* Your objective:
Pull every line holding the string "utcOffsetMinutes" from the records below.

* Data for review:
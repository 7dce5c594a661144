use axum::Json;
use axum::extract::rejection::QueryRejection;
use axum::extract::{Query, State};
use babytrack_core::notes::{Note, collect_notes};
use babytrack_core::report::build_section;
use babytrack_core::time::utc_offset;
use babytrack_core::wire::ReportResponse;
use babytrack_core::{TimeRange, TrackerEntry, TrackerType};
use chrono::Utc;
use serde::Deserialize;
use tracing::debug;

use crate::auth::CurrentUser;
use crate::errors::ApiError;
use crate::routes::{owned_profile, parse_id, parse_tracker_list};
use crate::state::AppState;

#[derive(Debug, Deserialize)]
#[serde(rename_all = "camelCase")]
pub struct ReportQuery {
    pub profile_id: String,
    pub trackers: Option<String>,
    pub time_range: Option<String>,
    pub utc_offset_minutes: Option<i32>,
}

#[derive(Debug, Deserialize)]
#[serde(rename_all = "camelCase")]
pub struct NotesQuery {
    pub profile_id: String,
    pub trackers: Option<String>,
    pub time_range: Option<String>,
}

fn parse_time_range(raw: Option<&str>) -> Result<TimeRange, ApiError> {
    match raw {
        Some(s) => s.parse().map_err(|e: babytrack_core::time::UnknownTimeRange| {
            ApiError::BadRequest(e.to_string())
        }),
        None => Ok(TimeRange::default()),
    }
}

/// A `trackers` parameter that names no tracker counts as absent.
fn tracker_filter(raw: Option<&str>) -> Result<Option<Vec<TrackerType>>, ApiError> {
    let list = raw.map(parse_tracker_list).transpose()?;
    Ok(list.filter(|l| !l.is_empty()))
}

/// GET /reports?profileId=..&trackers=sleep,bottle&timeRange=last7days
///
/// Builds chart data per requested tracker over the time range. Trackers
/// default to the core chart set, the range to the last 7 days.
pub async fn reports_handler(
    State(state): State<AppState>,
    user: CurrentUser,
    query: Result<Query<ReportQuery>, QueryRejection>,
) -> Result<Json<ReportResponse>, ApiError> {
    let Query(query) = query?;
    let profile_id = parse_id(&query.profile_id)?;
    let time_range = parse_time_range(query.time_range.as_deref())?;
    let trackers = match tracker_filter(query.trackers.as_deref())? {
        Some(list) => list,
        None => TrackerType::CORE_REPORTS.to_vec(),
    };
    let offset_minutes = query.utc_offset_minutes.unwrap_or(0);
    let offset = utc_offset(offset_minutes).ok_or_else(|| {
        ApiError::BadRequest(format!("utcOffsetMinutes {offset_minutes} out of range"))
    })?;

    owned_profile(&state, &user, &profile_id).await?;

    let now = Utc::now();
    let window = time_range.window(now);
    let mut reports = Vec::with_capacity(trackers.len());
    for tracker in trackers {
        let entries = state.store.list_entries(&profile_id, Some(tracker)).await?;
        let section = build_section(tracker, &entries, window, offset);
        debug!(
            profile = %profile_id,
            %tracker,
            fetched = entries.len(),
            in_window = section.entry_count,
            "built report section"
        );
        reports.push(section);
    }

    Ok(Json(ReportResponse {
        profile_id,
        time_range,
        generated_at: now,
        reports,
    }))
}

/// GET /notes?profileId=..[&trackers=..][&timeRange=..]
///
/// Lists every entry with notes, newest first. Without `timeRange` all
/// entries are considered.
pub async fn notes_handler(
    State(state): State<AppState>,
    user: CurrentUser,
    query: Result<Query<NotesQuery>, QueryRejection>,
) -> Result<Json<Vec<Note>>, ApiError> {
    let Query(query) = query?;
    let profile_id = parse_id(&query.profile_id)?;
    let window = match query.time_range.as_deref() {
        Some(raw) => Some(parse_time_range(Some(raw))?.window(Utc::now())),
        None => None,
    };
    let trackers = tracker_filter(query.trackers.as_deref())?;

    owned_profile(&state, &user, &profile_id).await?;

    let entries: Vec<TrackerEntry> = match trackers {
        Some(trackers) => {
            let mut all = Vec::new();
            for tracker in trackers {
                all.extend(state.store.list_entries(&profile_id, Some(tracker)).await?);
            }
            all
        }
        None => state.store.list_entries(&profile_id, None).await?,
    };

    Ok(Json(collect_notes(&entries, window)))
}

#[cfg(test)]
mod tests {
    use axum::http::StatusCode;
    use chrono::{Duration, NaiveDate, SecondsFormat, Utc};
    use serde_json::{Value, json};

    use crate::routes::test_support::TestApp;

    fn hours_ago(h: i64) -> String {
        (Utc::now() - Duration::hours(h)).to_rfc3339_opts(SecondsFormat::Secs, true)
    }

    async fn log(app: &TestApp, profile: &str, tracker: &str, payload: Value) {
        let (status, body) = app
            .call(
                "u1",
                "POST",
                &format!("/profiles/{profile}/trackers/{tracker}"),
                Some(payload),
            )
            .await;
        assert_eq!(status, StatusCode::CREATED, "{body}");
    }

    #[tokio::test]
    async fn report_chart_data_is_well_typed() {
        let app = TestApp::new();
        let profile = app.profile("u1", "Ada", "2024-01-01").await;

        log(&app, &profile, "sleep", json!({"startTime": hours_ago(10), "endTime": hours_ago(2)})).await;
        log(&app, &profile, "nursing", json!({"startTime": hours_ago(5), "side": "left", "duration": 12})).await;
        log(&app, &profile, "bottle", json!({"startTime": hours_ago(4), "volume": 120})).await;
        log(&app, &profile, "diaper", json!({"startTime": hours_ago(3), "isWet": true, "isDirty": true})).await;
        log(&app, &profile, "medicine", json!({"startTime": hours_ago(3), "medicineName": "Vitamin D"})).await;
        log(&app, &profile, "potty", json!({"startTime": hours_ago(1), "pee": true, "poop": false})).await;

        let (status, body) = app
            .call("u1", "GET", &format!("/reports?profileId={profile}&timeRange=last24hours"), None)
            .await;
        assert_eq!(status, StatusCode::OK, "{body}");
        assert_eq!(body["timeRange"], "last24hours");

        let reports = body["reports"].as_array().unwrap();
        assert_eq!(reports.len(), 6);
        let numeric = ["hours", "duration", "volume", "wet", "dirty", "doses", "pee", "poop"];
        for section in reports {
            let rows = section["chartData"].as_array().unwrap();
            assert_eq!(rows.len(), 1, "{section}");
            for row in rows {
                let date = row["date"].as_str().unwrap();
                assert!(NaiveDate::parse_from_str(date, "%Y-%m-%d").is_ok());
                for field in numeric {
                    if let Some(v) = row.get(field) {
                        assert!(v.is_number(), "{field} in {row}");
                    }
                }
            }
        }
    }

    #[tokio::test]
    async fn report_respects_tracker_selection_and_window() {
        let app = TestApp::new();
        let profile = app.profile("u1", "Ada", "2024-01-01").await;
        log(&app, &profile, "bottle", json!({"startTime": hours_ago(30), "volume": 90})).await;
        log(&app, &profile, "bottle", json!({"startTime": hours_ago(2), "volume": 120})).await;

        let (_, body) = app
            .call(
                "u1",
                "GET",
                &format!("/reports?profileId={profile}&trackers=bottle&timeRange=last24hours"),
                None,
            )
            .await;
        let reports = body["reports"].as_array().unwrap();
        assert_eq!(reports.len(), 1);
        assert_eq!(reports[0]["trackerType"], "bottle");
        assert_eq!(reports[0]["entryCount"], 1);
        assert_eq!(reports[0]["chartData"][0]["volume"], 120.0);

        let (_, body) = app
            .call("u1", "GET", &format!("/reports?profileId={profile}&trackers=bottle"), None)
            .await;
        assert_eq!(body["timeRange"], "last7days");
        assert_eq!(body["reports"][0]["entryCount"], 2);
    }

    #[tokio::test]
    async fn empty_tracker_list_means_default_set() {
        let app = TestApp::new();
        let profile = app.profile("u1", "Ada", "2024-01-01").await;
        log(&app, &profile, "bottle", json!({"startTime": hours_ago(2), "volume": 60, "notes": "ok"})).await;

        for query in ["trackers=", "trackers=,,"] {
            let (status, body) = app
                .call("u1", "GET", &format!("/reports?profileId={profile}&{query}"), None)
                .await;
            assert_eq!(status, StatusCode::OK);
            let kinds: Vec<&str> = body["reports"]
                .as_array()
                .unwrap()
                .iter()
                .map(|s| s["trackerType"].as_str().unwrap())
                .collect();
            assert_eq!(kinds, vec!["sleep", "nursing", "bottle", "diaper", "medicine", "potty"]);
        }

        let (_, body) = app
            .call("u1", "GET", &format!("/notes?profileId={profile}&trackers="), None)
            .await;
        assert_eq!(body.as_array().unwrap().len(), 1);
    }

    #[tokio::test]
    async fn report_rejects_bad_parameters() {
        let app = TestApp::new();
        let profile = app.profile("u1", "Ada", "2024-01-01").await;

        for query in [
            format!("profileId={profile}&timeRange=last90days"),
            format!("profileId={profile}&trackers=naps"),
            format!("profileId={profile}&utcOffsetMinutes=9999"),
            "timeRange=last7days".to_string(),
        ] {
            let (status, _) = app.call("u1", "GET", &format!("/reports?{query}"), None).await;
            assert_eq!(status, StatusCode::BAD_REQUEST, "{query}");
        }

        let (status, _) = app
            .call("u2", "GET", &format!("/reports?profileId={profile}"), None)
            .await;
        assert_eq!(status, StatusCode::NOT_FOUND);
    }

    #[tokio::test]
    async fn notes_lists_annotated_entries_newest_first() {
        let app = TestApp::new();
        let profile = app.profile("u1", "Ada", "2024-01-01").await;
        log(&app, &profile, "sleep", json!({"startTime": hours_ago(48), "notes": "woke twice"})).await;
        log(&app, &profile, "bottle", json!({"startTime": hours_ago(3), "volume": 60, "notes": "refused"})).await;
        log(&app, &profile, "diaper", json!({"startTime": hours_ago(2), "isWet": true, "isDirty": false})).await;

        let (status, body) = app
            .call("u1", "GET", &format!("/notes?profileId={profile}"), None)
            .await;
        assert_eq!(status, StatusCode::OK);
        let notes: Vec<&str> = body
            .as_array()
            .unwrap()
            .iter()
            .map(|n| n["notes"].as_str().unwrap())
            .collect();
        assert_eq!(notes, vec!["refused", "woke twice"]);

        let (_, body) = app
            .call("u1", "GET", &format!("/notes?profileId={profile}&timeRange=last24hours"), None)
            .await;
        assert_eq!(body.as_array().unwrap().len(), 1);

        let (_, body) = app
            .call("u1", "GET", &format!("/notes?profileId={profile}&trackers=sleep"), None)
            .await;
        assert_eq!(body[0]["trackerType"], "sleep");
    }
}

* Response:
        ApiError::BadRequest(format!("utcOffsetMinutes {offset_minutes} out of range"))
            format!("profileId={profile}&utcOffsetMinutes=9999"),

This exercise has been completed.